** Available data follows **

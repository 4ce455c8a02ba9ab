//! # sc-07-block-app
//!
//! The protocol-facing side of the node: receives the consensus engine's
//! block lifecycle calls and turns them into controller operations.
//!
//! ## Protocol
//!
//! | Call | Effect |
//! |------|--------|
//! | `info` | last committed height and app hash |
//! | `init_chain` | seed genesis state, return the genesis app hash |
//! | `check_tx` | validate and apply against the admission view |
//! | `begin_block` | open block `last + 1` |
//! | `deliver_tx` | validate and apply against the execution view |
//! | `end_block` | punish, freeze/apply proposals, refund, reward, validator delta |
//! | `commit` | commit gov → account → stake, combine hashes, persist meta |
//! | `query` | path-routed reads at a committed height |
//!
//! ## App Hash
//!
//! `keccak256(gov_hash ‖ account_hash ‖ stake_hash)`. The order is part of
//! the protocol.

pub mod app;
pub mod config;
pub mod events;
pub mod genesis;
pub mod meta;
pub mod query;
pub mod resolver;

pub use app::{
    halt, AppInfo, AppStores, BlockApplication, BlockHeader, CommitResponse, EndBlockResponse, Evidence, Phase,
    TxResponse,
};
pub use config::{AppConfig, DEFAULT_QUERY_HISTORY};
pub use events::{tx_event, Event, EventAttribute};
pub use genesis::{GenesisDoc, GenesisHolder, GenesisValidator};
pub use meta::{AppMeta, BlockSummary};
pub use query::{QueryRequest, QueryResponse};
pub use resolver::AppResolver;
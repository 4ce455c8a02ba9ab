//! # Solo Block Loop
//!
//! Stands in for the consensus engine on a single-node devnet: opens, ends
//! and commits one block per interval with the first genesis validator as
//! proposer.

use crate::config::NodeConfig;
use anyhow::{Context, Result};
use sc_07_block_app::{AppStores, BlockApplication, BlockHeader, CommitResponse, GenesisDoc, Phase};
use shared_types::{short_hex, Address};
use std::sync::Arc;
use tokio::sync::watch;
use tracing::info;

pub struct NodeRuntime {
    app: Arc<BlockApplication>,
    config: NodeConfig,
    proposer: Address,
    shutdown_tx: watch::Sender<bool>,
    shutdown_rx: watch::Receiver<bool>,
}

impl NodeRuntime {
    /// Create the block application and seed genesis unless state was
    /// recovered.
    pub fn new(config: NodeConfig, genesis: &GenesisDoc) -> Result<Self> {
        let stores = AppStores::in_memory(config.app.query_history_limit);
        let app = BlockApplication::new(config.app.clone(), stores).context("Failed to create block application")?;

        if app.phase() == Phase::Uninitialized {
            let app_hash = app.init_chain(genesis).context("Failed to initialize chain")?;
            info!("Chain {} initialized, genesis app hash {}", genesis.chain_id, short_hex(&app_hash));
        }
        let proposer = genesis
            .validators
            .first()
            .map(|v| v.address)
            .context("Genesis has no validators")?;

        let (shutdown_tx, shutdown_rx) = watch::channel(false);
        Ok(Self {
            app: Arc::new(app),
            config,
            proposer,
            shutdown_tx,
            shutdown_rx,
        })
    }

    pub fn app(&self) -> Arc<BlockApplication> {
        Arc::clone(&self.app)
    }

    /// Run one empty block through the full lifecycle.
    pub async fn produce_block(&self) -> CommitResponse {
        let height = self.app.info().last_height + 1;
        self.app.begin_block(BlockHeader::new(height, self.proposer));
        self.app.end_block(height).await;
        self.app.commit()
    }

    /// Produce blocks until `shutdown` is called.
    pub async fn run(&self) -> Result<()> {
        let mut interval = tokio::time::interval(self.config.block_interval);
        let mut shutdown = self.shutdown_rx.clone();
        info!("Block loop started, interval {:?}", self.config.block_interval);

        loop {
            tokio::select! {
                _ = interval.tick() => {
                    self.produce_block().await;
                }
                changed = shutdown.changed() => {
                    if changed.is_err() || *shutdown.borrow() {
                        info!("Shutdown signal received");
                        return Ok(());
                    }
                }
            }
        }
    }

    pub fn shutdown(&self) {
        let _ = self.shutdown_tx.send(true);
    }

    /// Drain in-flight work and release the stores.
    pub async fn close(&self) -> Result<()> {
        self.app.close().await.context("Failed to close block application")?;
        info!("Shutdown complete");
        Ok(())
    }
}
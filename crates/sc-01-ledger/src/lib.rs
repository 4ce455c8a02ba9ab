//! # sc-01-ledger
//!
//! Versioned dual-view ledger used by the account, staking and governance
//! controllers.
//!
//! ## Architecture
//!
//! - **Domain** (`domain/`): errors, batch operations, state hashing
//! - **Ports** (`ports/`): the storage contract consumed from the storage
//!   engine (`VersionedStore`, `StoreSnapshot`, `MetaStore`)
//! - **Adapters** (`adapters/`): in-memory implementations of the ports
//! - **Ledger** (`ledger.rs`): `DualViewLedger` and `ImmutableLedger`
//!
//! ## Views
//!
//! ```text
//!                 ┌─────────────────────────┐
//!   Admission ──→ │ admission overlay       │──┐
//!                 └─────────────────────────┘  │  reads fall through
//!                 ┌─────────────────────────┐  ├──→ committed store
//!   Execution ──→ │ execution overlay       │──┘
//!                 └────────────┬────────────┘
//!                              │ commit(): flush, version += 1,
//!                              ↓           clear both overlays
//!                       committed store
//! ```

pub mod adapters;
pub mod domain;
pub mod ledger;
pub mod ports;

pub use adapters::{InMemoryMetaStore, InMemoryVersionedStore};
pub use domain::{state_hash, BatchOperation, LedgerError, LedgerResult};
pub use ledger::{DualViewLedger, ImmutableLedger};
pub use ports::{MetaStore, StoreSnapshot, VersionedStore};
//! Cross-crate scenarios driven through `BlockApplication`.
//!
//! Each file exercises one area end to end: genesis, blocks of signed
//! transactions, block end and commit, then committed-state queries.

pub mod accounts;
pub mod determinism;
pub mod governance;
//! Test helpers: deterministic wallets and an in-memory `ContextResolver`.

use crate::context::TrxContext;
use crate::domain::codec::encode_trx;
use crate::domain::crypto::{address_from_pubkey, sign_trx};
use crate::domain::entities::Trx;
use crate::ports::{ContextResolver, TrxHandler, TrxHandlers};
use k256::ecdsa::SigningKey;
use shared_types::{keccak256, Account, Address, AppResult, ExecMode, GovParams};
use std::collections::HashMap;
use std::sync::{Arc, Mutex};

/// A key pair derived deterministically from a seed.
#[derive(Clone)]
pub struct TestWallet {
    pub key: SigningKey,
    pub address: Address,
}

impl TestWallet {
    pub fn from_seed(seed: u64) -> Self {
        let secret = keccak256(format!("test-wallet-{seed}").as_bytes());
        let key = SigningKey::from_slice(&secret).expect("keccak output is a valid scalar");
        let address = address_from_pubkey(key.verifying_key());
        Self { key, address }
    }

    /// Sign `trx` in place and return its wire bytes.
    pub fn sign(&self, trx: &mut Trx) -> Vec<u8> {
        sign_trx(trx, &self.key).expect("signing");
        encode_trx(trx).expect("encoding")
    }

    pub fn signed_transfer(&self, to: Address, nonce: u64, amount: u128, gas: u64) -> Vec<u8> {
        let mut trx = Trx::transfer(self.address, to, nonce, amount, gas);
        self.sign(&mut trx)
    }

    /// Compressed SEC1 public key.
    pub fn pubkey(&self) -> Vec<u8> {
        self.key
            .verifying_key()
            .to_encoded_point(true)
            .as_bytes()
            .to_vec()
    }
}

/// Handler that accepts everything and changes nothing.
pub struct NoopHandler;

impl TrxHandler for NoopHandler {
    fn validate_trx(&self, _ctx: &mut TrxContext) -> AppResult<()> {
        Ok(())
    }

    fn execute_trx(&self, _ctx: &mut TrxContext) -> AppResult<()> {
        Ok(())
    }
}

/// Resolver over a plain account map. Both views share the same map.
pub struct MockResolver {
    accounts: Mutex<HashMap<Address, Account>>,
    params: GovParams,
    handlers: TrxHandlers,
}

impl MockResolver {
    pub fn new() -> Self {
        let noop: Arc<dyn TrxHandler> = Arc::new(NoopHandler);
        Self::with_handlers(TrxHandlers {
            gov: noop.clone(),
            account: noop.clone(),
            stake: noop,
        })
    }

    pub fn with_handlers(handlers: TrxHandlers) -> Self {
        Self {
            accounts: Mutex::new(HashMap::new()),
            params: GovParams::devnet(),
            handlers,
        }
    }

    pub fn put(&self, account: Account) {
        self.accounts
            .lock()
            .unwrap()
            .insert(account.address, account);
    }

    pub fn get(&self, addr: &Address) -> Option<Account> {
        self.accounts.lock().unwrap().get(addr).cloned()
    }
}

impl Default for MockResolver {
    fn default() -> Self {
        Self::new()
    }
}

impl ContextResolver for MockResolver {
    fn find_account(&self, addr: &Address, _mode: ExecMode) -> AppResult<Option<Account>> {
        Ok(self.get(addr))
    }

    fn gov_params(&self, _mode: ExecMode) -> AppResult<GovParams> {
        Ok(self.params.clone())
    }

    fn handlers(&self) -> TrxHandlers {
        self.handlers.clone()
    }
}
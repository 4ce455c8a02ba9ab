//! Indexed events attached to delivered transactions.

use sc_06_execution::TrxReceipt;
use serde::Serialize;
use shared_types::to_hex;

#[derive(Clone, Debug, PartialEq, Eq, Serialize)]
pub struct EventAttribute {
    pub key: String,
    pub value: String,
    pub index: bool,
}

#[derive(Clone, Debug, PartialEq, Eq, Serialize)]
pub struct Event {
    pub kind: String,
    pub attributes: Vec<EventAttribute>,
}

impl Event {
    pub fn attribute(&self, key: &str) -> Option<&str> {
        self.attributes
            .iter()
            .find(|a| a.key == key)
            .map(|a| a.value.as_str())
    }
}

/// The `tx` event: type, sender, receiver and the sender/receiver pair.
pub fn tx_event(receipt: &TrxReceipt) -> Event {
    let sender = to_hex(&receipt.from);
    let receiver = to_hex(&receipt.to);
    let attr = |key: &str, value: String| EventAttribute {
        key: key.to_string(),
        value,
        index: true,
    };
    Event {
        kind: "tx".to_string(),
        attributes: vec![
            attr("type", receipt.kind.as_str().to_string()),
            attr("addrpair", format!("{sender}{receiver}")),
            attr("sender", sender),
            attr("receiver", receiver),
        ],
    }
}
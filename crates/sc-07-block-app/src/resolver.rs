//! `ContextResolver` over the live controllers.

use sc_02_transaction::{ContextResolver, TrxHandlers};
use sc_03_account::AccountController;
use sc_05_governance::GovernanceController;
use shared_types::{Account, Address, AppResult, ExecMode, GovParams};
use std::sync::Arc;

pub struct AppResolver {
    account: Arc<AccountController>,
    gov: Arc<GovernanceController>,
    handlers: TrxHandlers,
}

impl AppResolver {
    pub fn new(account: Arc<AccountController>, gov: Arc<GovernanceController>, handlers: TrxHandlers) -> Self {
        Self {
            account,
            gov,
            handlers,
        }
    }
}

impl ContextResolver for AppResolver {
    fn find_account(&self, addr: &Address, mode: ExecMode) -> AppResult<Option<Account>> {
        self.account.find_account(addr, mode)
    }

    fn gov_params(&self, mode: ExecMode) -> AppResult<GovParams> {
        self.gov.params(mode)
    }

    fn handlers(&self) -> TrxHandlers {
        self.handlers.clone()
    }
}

** End of Available data **

Exercise directions
Go through the records above and copy every line with the word "domain".

Written solution
//! - **Domain** (`domain/`): errors, batch operations, state hashing
pub mod domain;
pub use domain::{state_hash, BatchOperation, LedgerError, LedgerResult};
use crate::domain::codec::encode_trx;
use crate::domain::crypto::{address_from_pubkey, sign_trx};
use crate::domain::entities::Trx;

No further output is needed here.